School of Electronics and Information Engineering, Lanzhou Jiaotong University, Lanzhou, 730070, Gansu, China.
Commun Biol. 2024 Apr 22;7(1):487. doi: 10.1038/s42003-024-06162-0.
The phenomenon of semantic satiation, which refers to the loss of meaning of a word or phrase after being repeated many times, is a well-known psychological phenomenon. However, the microscopic neural computational principles responsible for these mechanisms remain unknown. In this study, we use a deep learning model of continuous coupled neural networks to investigate the mechanism underlying semantic satiation and precisely describe this process with neuronal components. Our results suggest that, from a mesoscopic perspective, semantic satiation may be a bottom-up process. Unlike existing macroscopic psychological studies that suggest that semantic satiation is a top-down process, our simulations use a similar experimental paradigm as classical psychology experiments and observe similar results. Satiation of semantic objectives, similar to the learning process of our network model used for object recognition, relies on continuous learning and switching between objects. The underlying neural coupling strengthens or weakens satiation. Taken together, both neural and network mechanisms play a role in controlling semantic satiation.
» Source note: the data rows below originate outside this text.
use std::sync::Arc;

use anyhow::Result;
use campus_core::{CrudService, Envelope, Latency, OperationWeight, Repository};

use super::{Resource, ResourceDraft, ResourceFilter, ResourcePatch};

pub struct ResourcesService {
    crud: CrudService<Resource>,
}

impl ResourcesService {
    pub fn new(repo: Arc<dyn Repository<Resource>>, latency: Latency) -> Self {
        Self {
            crud: CrudService::new("resources", repo, latency),
        }
    }

    pub async fn list(&self, filter: &ResourceFilter) -> Result<Envelope<Vec<Resource>>> {
        self.crud.list(filter).await
    }

    pub async fn get(&self, id: &str) -> Result<Envelope<Resource>> {
        self.crud.get(id).await
    }

    /// Uploads are the slowest operation in the portal.
    pub async fn upload(&self, draft: ResourceDraft) -> Result<Envelope<Resource>> {
        Ok(self
            .crud
            .create_weighted(draft, OperationWeight::Transfer)
            .await?
            .with_message("Resource uploaded successfully"))
    }

    pub async fn update(&self, id: &str, patch: ResourcePatch) -> Result<Envelope<Resource>> {
        Ok(self
            .crud
            .update(id, patch)
            .await?
            .with_message("Resource updated successfully"))
    }

    pub async fn delete(&self, id: &str) -> Result<Envelope<()>> {
        Ok(self
            .crud
            .delete(id)
            .await?
            .with_message("Resource deleted successfully"))
    }
}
语义饱和现象是指一个词或短语在被多次重复后失去意义,这是一种众所周知的心理现象。然而,导致这些机制的微观神经计算原理尚不清楚。在这项研究中,我们使用连续耦合神经网络的深度学习模型来研究语义饱和的机制,并使用神经元成分精确地描述这个过程。我们的结果表明,从介观角度来看,语义饱和可能是一个自下而上的过程。与现有的宏观心理学研究表明语义饱和是一个自上而下的过程不同,我们的模拟使用了与经典心理学实验相似的实验范式,并观察到了相似的结果。语义目标的饱和,类似于我们用于对象识别的网络模型的学习过程,依赖于对象的持续学习和切换。底层的神经耦合增强或减弱了饱和。总之,神经和网络机制都在控制语义饱和中发挥了作用。